If a line in the records below contains the word "matches", return that line.
*** RECORDS SHOWN ***
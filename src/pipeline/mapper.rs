//! Projection of raw sheet rows onto the lead record shape.

use crate::spreadsheet::CellValue;
use crate::spreadsheet::RawRow;
use serde::Deserialize;
use serde::Serialize;
use std::fmt::Display;
use std::str::FromStr;
use thiserror::Error;

#[derive(Error, Debug, Clone, PartialEq, Eq)]
pub enum MappingError {
    #[error("Unknown lead field '{0}'")]
    UnknownField(String),

    #[error("Invalid column mapping '{0}', expected field=Header")]
    InvalidOverride(String),
}

/// The five fields a lead carries out of the spreadsheet.
#[derive(Clone, Copy, Debug, PartialEq, Eq, Hash)]
pub enum LeadField {
    CompanyName,
    WebsiteUrl,
    FundingDate,
    FundingAmount,
    FundingRound,
}

impl LeadField {
    pub const ALL: [LeadField; 5] = [
        LeadField::CompanyName,
        LeadField::WebsiteUrl,
        LeadField::FundingDate,
        LeadField::FundingAmount,
        LeadField::FundingRound,
    ];

    /// Column name in the datastore
    pub fn as_str(&self) -> &'static str {
        match self {
            LeadField::CompanyName => "company_name",
            LeadField::WebsiteUrl => "website_url",
            LeadField::FundingDate => "funding_date",
            LeadField::FundingAmount => "funding_amount",
            LeadField::FundingRound => "funding_round",
        }
    }
}

impl Display for LeadField {
    fn fmt(&self, f: &mut std::fmt::Formatter<'_>) -> std::fmt::Result {
        f.write_str(self.as_str())
    }
}

impl FromStr for LeadField {
    type Err = MappingError;

    fn from_str(value: &str) -> Result<Self, Self::Err> {
        LeadField::ALL
            .into_iter()
            .find(|field| field.as_str() == value)
            .ok_or_else(|| MappingError::UnknownField(value.to_owned()))
    }
}

/// A `field=Header` pair as given on the command line.
#[derive(Clone, Debug, PartialEq, Eq)]
pub struct ColumnOverride {
    pub field: LeadField,
    pub header: String,
}

impl FromStr for ColumnOverride {
    type Err = MappingError;

    fn from_str(value: &str) -> Result<Self, Self::Err> {
        let (field, header) = value
            .split_once('=')
            .ok_or_else(|| MappingError::InvalidOverride(value.to_owned()))?;
        if header.is_empty() {
            return Err(MappingError::InvalidOverride(value.to_owned()));
        }
        Ok(ColumnOverride { field: field.trim().parse()?, header: header.to_owned() })
    }
}

/// A lead as produced from one spreadsheet row, serialized with exactly these five keys.
#[derive(Clone, Debug, Default, PartialEq, Eq, Serialize, Deserialize)]
pub struct MappedRecord {
    pub company_name: String,
    pub website_url: String,
    pub funding_date: String,
    pub funding_amount: String,
    pub funding_round: String,
}

impl MappedRecord {
    pub const FIELD_COUNT: usize = LeadField::ALL.len();

    pub fn get(&self, field: LeadField) -> &str {
        match field {
            LeadField::CompanyName => &self.company_name,
            LeadField::WebsiteUrl => &self.website_url,
            LeadField::FundingDate => &self.funding_date,
            LeadField::FundingAmount => &self.funding_amount,
            LeadField::FundingRound => &self.funding_round,
        }
    }

    fn slot(&mut self, field: LeadField) -> &mut String {
        match field {
            LeadField::CompanyName => &mut self.company_name,
            LeadField::WebsiteUrl => &mut self.website_url,
            LeadField::FundingDate => &mut self.funding_date,
            LeadField::FundingAmount => &mut self.funding_amount,
            LeadField::FundingRound => &mut self.funding_round,
        }
    }
}

/// Declarative header-to-field table.
#[derive(Clone, Debug, PartialEq, Eq)]
pub struct FieldMapper {
    columns: Vec<(LeadField, String)>,
}

impl Default for FieldMapper {
    /// Headers of the lead export sheets this tool was built around
    fn default() -> Self {
        FieldMapper {
            columns: vec![
                (LeadField::CompanyName, "identifier-label".to_owned()),
                (LeadField::WebsiteUrl, "component--field-formatter href".to_owned()),
                (LeadField::FundingDate, "component--field-formatter (4)".to_owned()),
                (LeadField::FundingAmount, "component--field-formatter (6)".to_owned()),
                (LeadField::FundingRound, "component--field-formatter (5)".to_owned()),
            ],
        }
    }
}

impl FieldMapper {
    /// Replaces the source header of one field
    pub fn with_column(mut self, field: LeadField, header: impl Into<String>) -> Self {
        let header = header.into();
        match self.columns.iter_mut().find(|(existing, _)| *existing == field) {
            Some((_, source)) => *source = header,
            None => self.columns.push((field, header)),
        }
        self
    }

    pub fn with_overrides<'a>(self, overrides: impl IntoIterator<Item = &'a ColumnOverride>) -> Self {
        overrides
            .into_iter()
            .fold(self, |mapper, column| mapper.with_column(column.field, column.header.clone()))
    }

    pub fn header(&self, field: LeadField) -> Option<&str> {
        self.columns
            .iter()
            .find(|(existing, _)| *existing == field)
            .map(|(_, header)| header.as_str())
    }

    /// Missing or empty cells become empty strings; numbers lose a trailing `.0`.
    pub fn map_row(&self, row: &RawRow) -> MappedRecord {
        let mut record = MappedRecord::default();
        for (field, header) in &self.columns {
            *record.slot(*field) = row
                .get(header)
                .map(CellValue::to_string)
                .unwrap_or_default();
        }
        record
    }

    pub fn map_rows(&self, rows: &[RawRow]) -> Vec<MappedRecord> {
        rows.iter().map(|row| self.map_row(row)).collect()
    }
}

#[cfg(test)]
mod tests {
    use super::*;

    fn row(cells: &[(&str, CellValue)]) -> RawRow {
        cells
            .iter()
            .map(|(header, value)| ((*header).to_owned(), value.clone()))
            .collect()
    }

    fn text(value: &str) -> CellValue {
        CellValue::Text(value.to_owned())
    }

    #[test]
    fn maps_default_headers() {
        let row = row(&[
            ("identifier-label", text("Acme")),
            ("component--field-formatter href", text("https://acme.test")),
            ("component--field-formatter (4)", text("2024-05-01")),
            ("component--field-formatter (6)", CellValue::Number(2_500_000.0)),
            ("component--field-formatter (5)", text("Seed")),
            ("unrelated", text("ignored")),
        ]);

        assert_eq!(FieldMapper::default().map_row(&row), MappedRecord {
            company_name: "Acme".to_owned(),
            website_url: "https://acme.test".to_owned(),
            funding_date: "2024-05-01".to_owned(),
            funding_amount: "2500000".to_owned(),
            funding_round: "Seed".to_owned(),
        });
    }

    #[test]
    fn absent_and_empty_cells_become_empty_strings() {
        let row = row(&[("identifier-label", CellValue::Empty), ("component--field-formatter (6)", CellValue::Number(0.0))]);
        let record = FieldMapper::default().map_row(&row);

        assert_eq!(record.company_name, "");
        assert_eq!(record.website_url, "");
        assert_eq!(record.funding_amount, "0");
    }

    #[test]
    fn overrides_replace_a_single_column() {
        let mapper = FieldMapper::default().with_overrides(&["company_name=Company".parse::<ColumnOverride>().unwrap()]);
        let record = mapper.map_row(&row(&[("Company", text("Globex")), ("identifier-label", text("Acme"))]));

        assert_eq!(record.company_name, "Globex");
        assert_eq!(mapper.header(LeadField::WebsiteUrl), Some("component--field-formatter href"));
    }

    #[test]
    fn parses_overrides() {
        assert_eq!(
            "funding_round=Round = Stage".parse::<ColumnOverride>(),
            Ok(ColumnOverride { field: LeadField::FundingRound, header: "Round = Stage".to_owned() })
        );
        assert_eq!("score=Score".parse::<ColumnOverride>(), Err(MappingError::UnknownField("score".to_owned())));
        assert!(matches!("company_name".parse::<ColumnOverride>(), Err(MappingError::InvalidOverride(_))));
        assert!(matches!("company_name=".parse::<ColumnOverride>(), Err(MappingError::InvalidOverride(_))));
    }

    #[test]
    fn preserves_row_order_and_serializes_five_keys() {
        let rows = vec![row(&[("identifier-label", text("a"))]), row(&[("identifier-label", text("b"))])];
        let records = FieldMapper::default().map_rows(&rows);
        assert_eq!(records.iter().map(|record| record.get(LeadField::CompanyName)).collect::<Vec<_>>(), vec!["a", "b"]);

        let json = serde_json::to_value(&records[0]).unwrap();
        assert_eq!(json.as_object().unwrap().len(), MappedRecord::FIELD_COUNT);
    }
}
*** End of RECORDS SHOWN ***
OUTPUT:
        assert!(matches!("company_name".parse::<ColumnOverride>(), Err(MappingError::InvalidOverride(_))));
        assert!(matches!("company_name=".parse::<ColumnOverride>(), Err(MappingError::InvalidOverride(_))));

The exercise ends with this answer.